(ACTION ITEM) Word for word, transcribe every line below.

(Collected data)

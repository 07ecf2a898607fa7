pub mod state_store;

pub use state_store::{PeerGameState, StateStore};
use std::path::{Path, PathBuf};
use tokio::io::AsyncWriteExt;

/// Append-only human-readable transaction record for one peer.
///
/// Best-effort sink: append failures are logged and swallowed, the record is
/// never read back by the system.
pub struct AuditLog {
    path: PathBuf,
}

impl AuditLog {
    pub fn new(path: impl Into<PathBuf>) -> Self {
        Self { path: path.into() }
    }

    pub fn path(&self) -> &Path {
        &self.path
    }

    pub async fn append(&self, line: impl AsRef<str>) {
        if let Err(e) = self.try_append(line.as_ref()).await {
            tracing::debug!("Failed to append to {}: {}", self.path.display(), e);
        }
    }

    async fn try_append(&self, line: &str) -> std::io::Result<()> {
        let mut file = tokio::fs::OpenOptions::new()
            .create(true)
            .append(true)
            .open(&self.path)
            .await?;
        file.write_all(line.as_bytes()).await?;
        file.write_all(b"\n").await?;
        Ok(())
    }
}

#[cfg(test)]
mod tests {
    use super::*;
    use tempfile::tempdir;

    #[tokio::test]
    async fn test_appends_one_line_per_event() {
        let dir = tempdir().unwrap();
        let log = AuditLog::new(dir.path().join("record.txt"));

        log.append("first").await;
        log.append("second").await;

        let contents = tokio::fs::read_to_string(log.path()).await.unwrap();
        assert_eq!(contents, "first\nsecond\n");
    }

    #[tokio::test]
    async fn test_unwritable_path_does_not_panic() {
        let log = AuditLog::new("/nonexistent-dir/record.txt");
        log.append("dropped").await;
    }
}
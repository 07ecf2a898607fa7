use thiserror::Error;

pub type Result<T> = std::result::Result<T, PrgError>;

#[derive(Error, Debug)]
pub enum PrgError {
    #[error("Coordinator error: {0}")]
    Coordinator(String),

    #[error("Corrupt state file {path}: {reason}")]
    CorruptState { path: String, reason: String },

    #[error("Serialization error: {0}")]
    Serialization(#[from] serde_json::Error),

    #[error("Invalid configuration: {0}")]
    Config(String),

    #[error("HTTP error: {0}")]
    Http(#[from] reqwest::Error),

    #[error("Internal error: {0}")]
    Internal(String),

    #[error("IO error: {0}")]
    Io(#[from] std::io::Error),
}

impl PrgError {
    pub fn coordinator(msg: impl Into<String>) -> Self {
        Self::Coordinator(msg.into())
    }

    pub fn config(msg: impl Into<String>) -> Self {
        Self::Config(msg.into())
    }

    pub fn internal(msg: impl Into<String>) -> Self {
        Self::Internal(msg.into())
    }

    pub fn corrupt_state(path: impl Into<String>, reason: impl Into<String>) -> Self {
        Self::CorruptState {
            path: path.into(),
            reason: reason.into(),
        }
    }
}
mod run;
mod state;

pub use run::{handle_run_command, RunArgs};
pub use state::{handle_state_command, StateCommands};
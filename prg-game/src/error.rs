use thiserror::Error;

pub type Result<T> = std::result::Result<T, GameError>;

#[derive(Error, Debug)]
pub enum GameError {
    #[error("PRG core error: {0}")]
    Core(#[from] prg_core::PrgError),

    #[error("Serialization error: {0}")]
    Serialization(#[from] serde_json::Error),

    #[error("Internal error: {0}")]
    Internal(String),
}
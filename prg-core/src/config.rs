use serde::{Deserialize, Serialize};
use std::path::PathBuf;

/// Test-only knobs. Both must stay unset in production configurations.
#[derive(Debug, Clone, Default, Serialize, Deserialize)]
pub struct TestOverrides {
    /// Fixed bet in wei, bypassing the computed balance split.
    pub bet_amount: Option<u128>,
    /// Fixed balance in wei, bypassing the coordinator lookup.
    pub token_balance: Option<u128>,
}

/// PRG game configuration, resolved once at startup.
#[derive(Debug, Clone, Serialize, Deserialize)]
pub struct GameConfig {
    pub enabled: bool,
    pub coordinator_url: Option<String>,
    pub org_id: Option<String>,
    /// Directory holding per-peer state and record files.
    pub log_dir: PathBuf,
    #[serde(default)]
    pub overrides: TestOverrides,
}

/// Coordinator connection details present only when the game is playable.
#[derive(Debug, Clone)]
pub struct CoordinatorEndpoint {
    pub url: String,
    pub org_id: String,
}

impl GameConfig {
    /// Returns the coordinator endpoint if the game is enabled and fully
    /// configured, `None` otherwise. A missing URL or org id disables the
    /// game rather than erroring.
    pub fn resolve(&self) -> Option<CoordinatorEndpoint> {
        if !self.enabled {
            return None;
        }
        match (self.coordinator_url.as_deref(), self.org_id.as_deref()) {
            (Some(url), Some(org_id)) if !url.is_empty() && !org_id.is_empty() => {
                Some(CoordinatorEndpoint {
                    url: url.to_string(),
                    org_id: org_id.to_string(),
                })
            }
            _ => {
                tracing::debug!("PRG game disabled due to missing configuration");
                None
            }
        }
    }
}

impl Default for GameConfig {
    fn default() -> Self {
        Self {
            enabled: false,
            coordinator_url: None,
            org_id: None,
            log_dir: PathBuf::from("."),
            overrides: TestOverrides::default(),
        }
    }
}

#[cfg(test)]
mod tests {
    use super::*;

    fn enabled_config() -> GameConfig {
        GameConfig {
            enabled: true,
            coordinator_url: Some("http://localhost:9000".to_string()),
            org_id: Some("org-1".to_string()),
            ..GameConfig::default()
        }
    }

    #[test]
    fn test_resolve_full_config() {
        let endpoint = enabled_config().resolve().unwrap();
        assert_eq!(endpoint.url, "http://localhost:9000");
        assert_eq!(endpoint.org_id, "org-1");
    }

    #[test]
    fn test_missing_org_disables() {
        let mut config = enabled_config();
        config.org_id = None;
        assert!(config.resolve().is_none());
    }

    #[test]
    fn test_empty_url_disables() {
        let mut config = enabled_config();
        config.coordinator_url = Some(String::new());
        assert!(config.resolve().is_none());
    }

    #[test]
    fn test_disabled_flag_wins() {
        let mut config = enabled_config();
        config.enabled = false;
        assert!(config.resolve().is_none());
    }
}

(ANSWER AREA)
repository 07ecf2a898607fa7
pub mod state_store;

pub use state_store::{PeerGameState, StateStore};
use std::path::{Path, PathBuf};
use tokio::io::AsyncWriteExt;

/// Append-only human-readable transaction record for one peer.
///
/// Best-effort sink: append failures are logged and swallowed, the record is
/// never read back by the system.
pub struct AuditLog {
    path: PathBuf,
}

impl AuditLog {
    pub fn new(path: impl Into<PathBuf>) -> Self {
        Self { path: path.into() }
    }

    pub fn path(&self) -> &Path {
        &self.path
    }

    pub async fn append(&self, line: impl AsRef<str>) {
        if let Err(e) = self.try_append(line.as_ref()).await {
            tracing::debug!("Failed to append to {}: {}", self.path.display(), e);
        }
    }

    async fn try_append(&self, line: &str) -> std::io::Result<()> {
        let mut file = tokio::fs::OpenOptions::new()
            .create(true)
            .append(true)
            .open(&self.path)
            .await?;
        file.write_all(line.as_bytes()).await?;
        file.write_all(b"\n").await?;
        Ok(())
    }
}

#[cfg(test)]
mod tests {
    use super::*;
    use tempfile::tempdir;

    #[tokio::test]
    async fn test_appends_one_line_per_event() {
        let dir = tempdir().unwrap();
        let log = AuditLog::new(dir.path().join("record.txt"));

        log.append("first").await;
        log.append("second").await;

        let contents = tokio::fs::read_to_string(log.path()).await.unwrap();
        assert_eq!(contents, "first\nsecond\n");
    }

    #[tokio::test]
    async fn test_unwritable_path_does_not_panic() {
        let log = AuditLog::new("/nonexistent-dir/record.txt");
        log.append("dropped").await;
    }
}
repository 07ecf2a898607fa7
use thiserror::Error;

pub type Result<T> = std::result::Result<T, PrgError>;

#[derive(Error, Debug)]
pub enum PrgError {
    #[error("Coordinator error: {0}")]
    Coordinator(String),

    #[error("Corrupt state file {path}: {reason}")]
    CorruptState { path: String, reason: String },

    #[error("Serialization error: {0}")]
    Serialization(#[from] serde_json::Error),

    #[error("Invalid configuration: {0}")]
    Config(String),

    #[error("HTTP error: {0}")]
    Http(#[from] reqwest::Error),

    #[error("Internal error: {0}")]
    Internal(String),

    #[error("IO error: {0}")]
    Io(#[from] std::io::Error),
}

impl PrgError {
    pub fn coordinator(msg: impl Into<String>) -> Self {
        Self::Coordinator(msg.into())
    }

    pub fn config(msg: impl Into<String>) -> Self {
        Self::Config(msg.into())
    }

    pub fn internal(msg: impl Into<String>) -> Self {
        Self::Internal(msg.into())
    }

    pub fn corrupt_state(path: impl Into<String>, reason: impl Into<String>) -> Self {
        Self::CorruptState {
            path: path.into(),
            reason: reason.into(),
        }
    }
}
mod run;
mod state;

pub use run::{handle_run_command, RunArgs};
pub use state::{handle_state_command, StateCommands};
filename prg-game/src/error.rs
use thiserror::Error;

pub type Result<T> = std::result::Result<T, GameError>;

#[derive(Error, Debug)]
pub enum GameError {
    #[error("PRG core error: {0}")]
    Core(#[from] prg_core::PrgError),

    #[error("Serialization error: {0}")]
    Serialization(#[from] serde_json::Error),

    #[error("Internal error: {0}")]
    Internal(String),
}
filename prg-core/src/config.rs
use serde::{Deserialize, Serialize};
use std::path::PathBuf;

/// Test-only knobs. Both must stay unset in production configurations.
#[derive(Debug, Clone, Default, Serialize, Deserialize)]
pub struct TestOverrides {
    /// Fixed bet in wei, bypassing the computed balance split.
    pub bet_amount: Option<u128>,
    /// Fixed balance in wei, bypassing the coordinator lookup.
    pub token_balance: Option<u128>,
}

/// PRG game configuration, resolved once at startup.
#[derive(Debug, Clone, Serialize, Deserialize)]
pub struct GameConfig {
    pub enabled: bool,
    pub coordinator_url: Option<String>,
    pub org_id: Option<String>,
    /// Directory holding per-peer state and record files.
    pub log_dir: PathBuf,
    #[serde(default)]
    pub overrides: TestOverrides,
}

/// Coordinator connection details present only when the game is playable.
#[derive(Debug, Clone)]
pub struct CoordinatorEndpoint {
    pub url: String,
    pub org_id: String,
}

impl GameConfig {
    /// Returns the coordinator endpoint if the game is enabled and fully
    /// configured, `None` otherwise. A missing URL or org id disables the
    /// game rather than erroring.
    pub fn resolve(&self) -> Option<CoordinatorEndpoint> {
        if !self.enabled {
            return None;
        }
        match (self.coordinator_url.as_deref(), self.org_id.as_deref()) {
            (Some(url), Some(org_id)) if !url.is_empty() && !org_id.is_empty() => {
                Some(CoordinatorEndpoint {
                    url: url.to_string(),
                    org_id: org_id.to_string(),
                })
            }
            _ => {
                tracing::debug!("PRG game disabled due to missing configuration");
                None
            }
        }
    }
}

impl Default for GameConfig {
    fn default() -> Self {
        Self {
            enabled: false,
            coordinator_url: None,
            org_id: None,
            log_dir: PathBuf::from("."),
            overrides: TestOverrides::default(),
        }
    }
}

#[cfg(test)]
mod tests {
    use super::*;

    fn enabled_config() -> GameConfig {
        GameConfig {
            enabled: true,
            coordinator_url: Some("http://localhost:9000".to_string()),
            org_id: Some("org-1".to_string()),
            ..GameConfig::default()
        }
    }

    #[test]
    fn test_resolve_full_config() {
        let endpoint = enabled_config().resolve().unwrap();
        assert_eq!(endpoint.url, "http://localhost:9000");
        assert_eq!(endpoint.org_id, "org-1");
    }

    #[test]
    fn test_missing_org_disables() {
        let mut config = enabled_config();
        config.org_id = None;
        assert!(config.resolve().is_none());
    }

    #[test]
    fn test_empty_url_disables() {
        let mut config = enabled_config();
        config.coordinator_url = Some(String::new());
        assert!(config.resolve().is_none());
    }

    #[test]
    fn test_disabled_flag_wins() {
        let mut config = enabled_config();
        config.enabled = false;
        assert!(config.resolve().is_none());
    }
}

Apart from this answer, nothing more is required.